Fair Trade sei "schön und gut", aber ein Tropfen auf den heißen Stein, der bestenfalls die Aufmerksamkeit auf die Notwendigkeit lenken könne, sich politisch für eine Änderung der Spielregeln im Welthandel einzusetzen, meint Jean-Pierre Boris: Früher gab es dafür internationale Organisationen, die - ähnlich wie die OPEC im Ölgeschäft - die Produktion und damit den Preis kontrolliert haben und so für ein Mindestniveau und eine gewisse Stabilität der Einkommen der ProduzentInnen gesorgt haben. Seit der Liberalisierung des Handels entwickeln sich die Preise der meisten Nahrungsmittel-Rohstoffe - im Unterschied zu den Preisen für Importe aus dem Norden - mit wenigen Ausnahmen stetig nach unten. Wenn die internationalen Preisarrangements schon nicht wiederbelebt werden können, muss es zumindest einen Mechanismus geben, der die Gewinne der großen Einkäufer und Weiterverarbeiter im Norden besteuert und umverteilt.

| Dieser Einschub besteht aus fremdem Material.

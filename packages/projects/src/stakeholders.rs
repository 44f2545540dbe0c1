// ABOUTME: Stakeholder storage layer using SQLite
// ABOUTME: CRUD for stakeholders; deletion hands their ideas, versions and change requests to a colleague

use chrono::Utc;
use reqtrack_storage::{ensure_exists, StorageError};
use serde::Serialize;
use sqlx::SqlitePool;
use tracing::{debug, info};

use crate::types::{Stakeholder, StakeholderCreateInput, StakeholderUpdateInput};
use crate::validator::{validate_stakeholder_create, validate_stakeholder_update};

/// Outcome of deleting a stakeholder
#[derive(Debug, Clone, Serialize)]
pub struct StakeholderDeletion {
    pub id: String,
    /// Stakeholder that inherited the deleted one's references, if any
    pub reassigned_to: Option<String>,
    pub reassigned_rows: u64,
}

pub struct StakeholderStorage {
    pool: SqlitePool,
}

impl StakeholderStorage {
    pub fn new(pool: SqlitePool) -> Self {
        Self { pool }
    }

    pub async fn list_stakeholders(
        &self,
        project_id: Option<&str>,
        limit: i64,
        offset: i64,
    ) -> Result<(Vec<Stakeholder>, i64), StorageError> {
        debug!("Fetching stakeholders (project: {:?})", project_id);

        let count: i64 = sqlx::query_scalar(
            "SELECT COUNT(*) FROM stakeholders WHERE (?1 IS NULL OR project_id = ?1)",
        )
        .bind(project_id)
        .fetch_one(&self.pool)
        .await
        .map_err(StorageError::Sqlx)?;

        let stakeholders = sqlx::query_as::<_, Stakeholder>(
            r#"
            SELECT * FROM stakeholders
            WHERE (?1 IS NULL OR project_id = ?1)
            ORDER BY created_at, rowid
            LIMIT ?2 OFFSET ?3
            "#,
        )
        .bind(project_id)
        .bind(limit)
        .bind(offset)
        .fetch_all(&self.pool)
        .await
        .map_err(StorageError::Sqlx)?;

        Ok((stakeholders, count))
    }

    pub async fn get_stakeholder(&self, stakeholder_id: &str) -> Result<Stakeholder, StorageError> {
        sqlx::query_as::<_, Stakeholder>("SELECT * FROM stakeholders WHERE id = ?")
            .bind(stakeholder_id)
            .fetch_optional(&self.pool)
            .await
            .map_err(StorageError::Sqlx)?
            .ok_or_else(|| StorageError::not_found("Stakeholder", stakeholder_id))
    }

    /// Earliest stakeholder of a project
    pub async fn first_for_project(
        &self,
        project_id: &str,
    ) -> Result<Option<Stakeholder>, StorageError> {
        sqlx::query_as::<_, Stakeholder>(
            "SELECT * FROM stakeholders WHERE project_id = ? ORDER BY created_at, rowid LIMIT 1",
        )
        .bind(project_id)
        .fetch_optional(&self.pool)
        .await
        .map_err(StorageError::Sqlx)
    }

    pub async fn create_stakeholder(
        &self,
        input: StakeholderCreateInput,
    ) -> Result<Stakeholder, StorageError> {
        validate_stakeholder_create(&input)?;
        ensure_exists(&self.pool, "projects", "Project", &input.project_id).await?;

        let stakeholder_id = reqtrack_core::generate_id("stk");
        let now = Utc::now();

        debug!("Creating stakeholder: {} (name: {})", stakeholder_id, input.name);

        sqlx::query_as::<_, Stakeholder>(
            r#"
            INSERT INTO stakeholders (id, project_id, name, email, role, created_at, updated_at)
            VALUES (?, ?, ?, ?, ?, ?, ?)
            RETURNING *
            "#,
        )
        .bind(&stakeholder_id)
        .bind(&input.project_id)
        .bind(input.name.trim())
        .bind(input.email.trim())
        .bind(input.role.trim())
        .bind(now)
        .bind(now)
        .fetch_one(&self.pool)
        .await
        .map_err(StorageError::Sqlx)
    }

    pub async fn update_stakeholder(
        &self,
        stakeholder_id: &str,
        input: StakeholderUpdateInput,
    ) -> Result<Stakeholder, StorageError> {
        debug!("Updating stakeholder: {}", stakeholder_id);
        validate_stakeholder_update(&input)?;

        sqlx::query_as::<_, Stakeholder>(
            r#"
            UPDATE stakeholders SET
                name = COALESCE(?, name),
                email = COALESCE(?, email),
                role = COALESCE(?, role),
                updated_at = ?
            WHERE id = ?
            RETURNING *
            "#,
        )
        .bind(input.name.map(|v| v.trim().to_string()))
        .bind(input.email.map(|v| v.trim().to_string()))
        .bind(input.role.map(|v| v.trim().to_string()))
        .bind(Utc::now())
        .bind(stakeholder_id)
        .fetch_optional(&self.pool)
        .await
        .map_err(StorageError::Sqlx)?
        .ok_or_else(|| StorageError::not_found("Stakeholder", stakeholder_id))
    }

    /// Delete a stakeholder.
    ///
    /// Ideas, requirement versions and change requests that reference the
    /// stakeholder are moved to the earliest other stakeholder of the same
    /// project. Fails with `InvariantViolation` when references exist and
    /// nobody is left to take them over. Documents simply lose their author.
    pub async fn delete_stakeholder(
        &self,
        stakeholder_id: &str,
    ) -> Result<StakeholderDeletion, StorageError> {
        debug!("Deleting stakeholder: {}", stakeholder_id);

        let mut tx = self.pool.begin().await.map_err(StorageError::Sqlx)?;

        let project_id: String =
            sqlx::query_scalar("SELECT project_id FROM stakeholders WHERE id = ?")
                .bind(stakeholder_id)
                .fetch_optional(&mut *tx)
                .await
                .map_err(StorageError::Sqlx)?
                .ok_or_else(|| StorageError::not_found("Stakeholder", stakeholder_id))?;

        let references: i64 = sqlx::query_scalar(
            r#"
            SELECT
                (SELECT COUNT(*) FROM ideas WHERE stakeholder_id = ?1) +
                (SELECT COUNT(*) FROM requirement_versions WHERE stakeholder_id = ?1) +
                (SELECT COUNT(*) FROM change_requests WHERE stakeholder_id = ?1)
            "#,
        )
        .bind(stakeholder_id)
        .fetch_one(&mut *tx)
        .await
        .map_err(StorageError::Sqlx)?;

        let mut reassigned_to = None;
        let mut reassigned_rows = 0;

        if references > 0 {
            let replacement: String = sqlx::query_scalar(
                r#"
                SELECT id FROM stakeholders
                WHERE project_id = ? AND id != ?
                ORDER BY created_at, rowid
                LIMIT 1
                "#,
            )
            .bind(&project_id)
            .bind(stakeholder_id)
            .fetch_optional(&mut *tx)
            .await
            .map_err(StorageError::Sqlx)?
            .ok_or_else(|| {
                StorageError::InvariantViolation(format!(
                    "stakeholder {} is still referenced by {} record(s) and project {} has no other stakeholder",
                    stakeholder_id, references, project_id
                ))
            })?;

            for table in ["ideas", "requirement_versions", "change_requests"] {
                let sql = format!("UPDATE {} SET stakeholder_id = ? WHERE stakeholder_id = ?", table);
                let result = sqlx::query(&sql)
                    .bind(&replacement)
                    .bind(stakeholder_id)
                    .execute(&mut *tx)
                    .await
                    .map_err(StorageError::Sqlx)?;
                reassigned_rows += result.rows_affected();
            }

            reassigned_to = Some(replacement);
        }

        sqlx::query("DELETE FROM stakeholders WHERE id = ?")
            .bind(stakeholder_id)
            .execute(&mut *tx)
            .await
            .map_err(StorageError::Sqlx)?;

        tx.commit().await.map_err(StorageError::Sqlx)?;

        info!(
            "Deleted stakeholder {} (reassigned {} record(s) to {:?})",
            stakeholder_id, reassigned_rows, reassigned_to
        );

        Ok(StakeholderDeletion {
            id: stakeholder_id.to_string(),
            reassigned_to,
            reassigned_rows,
        })
    }
}
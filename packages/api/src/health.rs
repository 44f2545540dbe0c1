use axum::Json;
use serde_json::{json, Value};
use std::time::{SystemTime, UNIX_EPOCH};

pub async fn health_check() -> Json<Value> {
    let timestamp = SystemTime::now()
        .duration_since(UNIX_EPOCH)
        .map(|d| d.as_secs())
        .unwrap_or_default();

    Json(json!({
        "status": "healthy",
        "timestamp": timestamp,
        "version": env!("CARGO_PKG_VERSION"),
        "service": "reqtrack"
    }))
}
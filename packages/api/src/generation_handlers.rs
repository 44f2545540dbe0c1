// ABOUTME: HTTP request handlers for AI-assisted generation
// ABOUTME: Each call persists what the model proposes and returns the stored records

use axum::extract::State;
use reqtrack_ai::GenerationService;
use serde::Deserialize;
use std::sync::Arc;
use tracing::info;

use crate::error::AppError;
use crate::extract::ApiJson;
use crate::response::{created, ApiResult};
use crate::state::DbState;

#[derive(Debug, Deserialize)]
pub struct GenerateIdeasRequest {
    pub text: String,
    #[serde(default)]
    pub project_id: Option<String>,
    #[serde(default)]
    pub stakeholder_id: Option<String>,
}

#[derive(Debug, Deserialize)]
pub struct GenerateRequirementsRequest {
    pub idea_ids: Vec<String>,
}

#[derive(Debug, Deserialize)]
pub struct GenerateChangeRequestRequest {
    pub requirement_id: String,
    pub base_version_id: String,
    pub next_version_id: String,
}

fn generation(db: &DbState) -> Result<&Arc<GenerationService>, AppError> {
    db.generation.as_ref().ok_or(AppError::AiUnavailable)
}

pub async fn generate_ideas(
    State(db): State<DbState>,
    ApiJson(request): ApiJson<GenerateIdeasRequest>,
) -> ApiResult {
    let ideas = generation(&db)?
        .generate_ideas(
            &request.text,
            request.project_id.as_deref(),
            request.stakeholder_id.as_deref(),
        )
        .await?;
    info!("Generated {} ideas", ideas.len());
    created(ideas)
}

pub async fn generate_requirements(
    State(db): State<DbState>,
    ApiJson(request): ApiJson<GenerateRequirementsRequest>,
) -> ApiResult {
    if request.idea_ids.is_empty() {
        return Err(AppError::validation("idea_ids must not be empty"));
    }
    let requirements = generation(&db)?
        .generate_requirements(&request.idea_ids)
        .await?;
    info!("Generated {} requirements", requirements.len());
    created(requirements)
}

pub async fn generate_change_request(
    State(db): State<DbState>,
    ApiJson(request): ApiJson<GenerateChangeRequestRequest>,
) -> ApiResult {
    created(
        generation(&db)?
            .generate_change_request(
                &request.requirement_id,
                &request.base_version_id,
                &request.next_version_id,
            )
            .await?,
    )
}
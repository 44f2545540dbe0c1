// ABOUTME: Shared utility functions for reqtrack
// ABOUTME: Prefixed id generation and small string helpers

/// Generate a prefixed entity id, e.g. `req-V1StGXR8_Z5jdHi6B-myT`
pub fn generate_id(prefix: &str) -> String {
    format!("{}-{}", prefix, nanoid::nanoid!())
}

/// Treat blank strings as absent
pub fn non_empty(value: Option<String>) -> Option<String> {
    value.filter(|v| !v.trim().is_empty())
}

/// Substring pattern for `LIKE ? ESCAPE '\'` with the wildcards in `query` escaped
pub fn like_pattern(query: &str) -> String {
    let mut pattern = String::with_capacity(query.len() + 2);
    pattern.push('%');
    for c in query.trim().chars() {
        if matches!(c, '%' | '_' | '\\') {
            pattern.push('\\');
        }
        pattern.push(c);
    }
    pattern.push('%');
    pattern
}
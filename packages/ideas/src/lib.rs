// ABOUTME: Idea management for reqtrack
// ABOUTME: Idea CRUD, status history and ICE-ranked listings

pub mod storage;
pub mod types;

pub use storage::IdeaStorage;
pub use types::{Idea, IdeaCreateInput, IdeaFilter, IdeaPriority, IdeaStatus, IdeaUpdateInput};
use async_trait::async_trait;
use axum::{
    body::Body,
    http::{Request, StatusCode},
    Router,
};
use pretty_assertions::assert_eq;
use reqtrack_ai::{
    AIServiceError, AIServiceResult, DraftedChangeRequest, GeneratedIdea, Generator,
    ProjectContext,
};
use reqtrack_api::{create_router, DbState};
use reqtrack_ideas::Idea;
use reqtrack_requirements::{RequirementVersion, VersionFields};
use serde_json::{json, Value};
use tower::ServiceExt;

struct StubGenerator;

#[async_trait]
impl Generator for StubGenerator {
    async fn extract_ideas(
        &self,
        _text: &str,
        _context: &ProjectContext,
    ) -> AIServiceResult<Vec<GeneratedIdea>> {
        Ok(vec![GeneratedIdea {
            title: Some("Offline mode".to_string()),
            category: "sync".to_string(),
            impact: Some(8),
            confidence: Some(6),
            effort: Some(4),
            ..Default::default()
        }])
    }

    async fn derive_requirements(
        &self,
        _ideas: &[Idea],
        _context: &ProjectContext,
    ) -> AIServiceResult<Vec<VersionFields>> {
        Ok(vec![VersionFields::new(
            "Cache edits locally",
            "Edits made offline are queued",
            "sync",
        )])
    }

    async fn draft_change_request(
        &self,
        _base: &RequirementVersion,
        _proposed: &RequirementVersion,
        _context: &ProjectContext,
    ) -> AIServiceResult<DraftedChangeRequest> {
        Ok(DraftedChangeRequest {
            title: None,
            summary: "Narrows the scope".to_string(),
            cost: None,
            benefit: None,
        })
    }
}

struct FailingGenerator;
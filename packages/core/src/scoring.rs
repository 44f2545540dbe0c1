// ABOUTME: ICE (Impact x Confidence / Effort) prioritisation score
// ABOUTME: Pure function shared by idea storage and the API layer

/// Compute the ICE score for an idea.
///
/// Returns `None` when `effort` is zero or when `impact * confidence`
/// does not fit in an `i64`.
pub fn ice_score(impact: i64, confidence: i64, effort: i64) -> Option<f64> {
    if effort == 0 {
        return None;
    }
    let product = impact.checked_mul(confidence)?;
    Some(product as f64 / effort as f64)
}
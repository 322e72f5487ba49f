use serde::{Deserialize, Serialize};
use serde_json::Value;
use thiserror::Error;
use uuid::Uuid;

use crate::auth::AuthData;
use crate::metrics::MetricsCollection;

/// Production address of the delivery-order API.
pub const DEFAULT_BASE_URL: &str = "https://apidelibery.onrender.com";

// ─── Wire types ──────────────────────────────────────────────────

/// JSON error envelope the API returns on every non-2xx response.
#[derive(Debug, Clone, Deserialize)]
pub struct ApiErrorBody {
    #[serde(rename = "erro")]
    pub message: String,
    #[serde(default)]
    pub code: Option<String>,
}

/// Delivery address inside an order document.
#[derive(Debug, Clone, PartialEq, Serialize, Deserialize)]
pub struct Address {
    #[serde(rename = "rua")]
    pub street: String,
    #[serde(rename = "numero")]
    pub number: String,
    #[serde(rename = "bairro")]
    pub district: String,
    #[serde(rename = "referencia", default, skip_serializing_if = "Option::is_none")]
    pub reference: Option<String>,
}

/// An order as the API expects it. Item lines are free-form documents
/// (name → {quantity, price, …}), passed through untouched.
#[derive(Debug, Clone, PartialEq, Serialize, Deserialize)]
pub struct Order {
    #[serde(rename = "cliente")]
    pub customer: String,
    #[serde(rename = "endereco")]
    pub address: Address,
    #[serde(rename = "itens")]
    pub items: serde_json::Map<String, Value>,
    #[serde(rename = "telefone")]
    pub phone: String,
    #[serde(rename = "valor_total")]
    pub total: f64,
    #[serde(rename = "pagamento")]
    pub payment: String,
    #[serde(rename = "taxa", default, skip_serializing_if = "Option::is_none")]
    pub delivery_fee: Option<f64>,
}

// ─── Errors ──────────────────────────────────────────────────────

#[derive(Debug, Error)]
pub enum ApiError {
    #[error("network error: {0}")]
    Network(String),

    /// The API answered with an error envelope.
    #[error("upstream {status}: {message}")]
    Upstream {
        status: u16,
        message: String,
        code: Option<String>,
    },

    #[error("unexpected response body: {0}")]
    Decode(String),
}

pub type Result<T> = std::result::Result<T, ApiError>;

// ─── Client ──────────────────────────────────────────────────────

/// Typed client for the delivery-order API.
///
/// Cheaply cloneable — every clone shares the same underlying reqwest
/// connection pool. No retries and no token refresh: a failed call is
/// surfaced as-is and the caller decides.
#[derive(Debug, Clone)]
pub struct DeliveryApi {
    http: reqwest::Client,
    base_url: String,
}

impl DeliveryApi {
    pub fn new(base_url: &str) -> Self {
        Self {
            http: reqwest::Client::new(),
            base_url: base_url.trim_end_matches('/').to_owned(),
        }
    }

    pub fn base_url(&self) -> &str {
        &self.base_url
    }

    fn url(&self, path: &str) -> String {
        format!("{}{}", self.base_url, path)
    }

    /// POST /login — exchange credentials for a bearer token.
    pub async fn login(&self, email: &str, password: &str) -> Result<AuthData> {
        let response = self
            .http
            .post(self.url("/login"))
            .json(&serde_json::json!({ "email": email, "password": password }))
            .send()
            .await
            .map_err(|e| ApiError::Network(e.to_string()))?;
        decode(response).await
    }

    /// POST /pedido — submit a new order. Sends an idempotency key so an
    /// ambiguous network failure can be retried by hand without a
    /// duplicate order.
    pub async fn create_order(&self, order: &Order, token: &str) -> Result<Value> {
        let response = self
            .http
            .post(self.url("/pedido"))
            .bearer_auth(token)
            .header("Idempotency-Key", Uuid::new_v4().to_string())
            .json(order)
            .send()
            .await
            .map_err(|e| ApiError::Network(e.to_string()))?;
        decode(response).await
    }

    /// GET /pedidos — today's orders for the account, passed through raw.
    pub async fn orders(&self, token: &str) -> Result<Value> {
        self.get_json("/pedidos", token).await
    }

    /// GET /metricas — the account's request log keyed by record id.
    pub async fn metrics(&self, token: &str) -> Result<MetricsCollection> {
        self.get_json("/metricas", token).await
    }

    /// GET /debug-credenciais — raw credential debug document.
    pub async fn debug_credentials(&self, token: &str) -> Result<Value> {
        self.get_json("/debug-credenciais", token).await
    }

    async fn get_json<T: serde::de::DeserializeOwned>(
        &self,
        path: &str,
        token: &str,
    ) -> Result<T> {
        let response = self
            .http
            .get(self.url(path))
            .bearer_auth(token)
            .send()
            .await
            .map_err(|e| ApiError::Network(e.to_string()))?;
        decode(response).await
    }
}

/// Turn a response into `T`, or into the API's error envelope.
async fn decode<T: serde::de::DeserializeOwned>(response: reqwest::Response) -> Result<T> {
    let status = response.status();
    if !status.is_success() {
        return Err(parse_error(status, response).await);
    }
    response
        .json::<T>()
        .await
        .map_err(|e| ApiError::Decode(e.to_string()))
}

async fn parse_error(status: reqwest::StatusCode, response: reqwest::Response) -> ApiError {
    match response.json::<ApiErrorBody>().await {
        Ok(body) => ApiError::Upstream {
            status: status.as_u16(),
            message: body.message,
            code: body.code,
        },
        // Some proxies answer with HTML; keep the status either way
        Err(_) => ApiError::Upstream {
            status: status.as_u16(),
            message: format!("upstream returned status {status}"),
            code: None,
        },
    }
}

Fair Trade ist zwar auch eine Art Umverteilung, freiwillig, auf kleinem Niveau und unter einem beschränkten Kreis von Beteiligten. "Aber wenn schon spenden, dann doch lieber direkt Geld an Projekte überweisen, die man unterstützenswert findet, und im Supermarkt das billigste - wenn nicht gar umsonst - kaufen, statt einen Aufpreis auf Kaffee in die Hände von kommerziellen Firmen zu legen, die das dann in unbekannter Höhe an Bauern in Afrika weitergeben", meint etwa Aktivist R. zum Thema. Fairness ist halt ein vieldeutiges Konzept.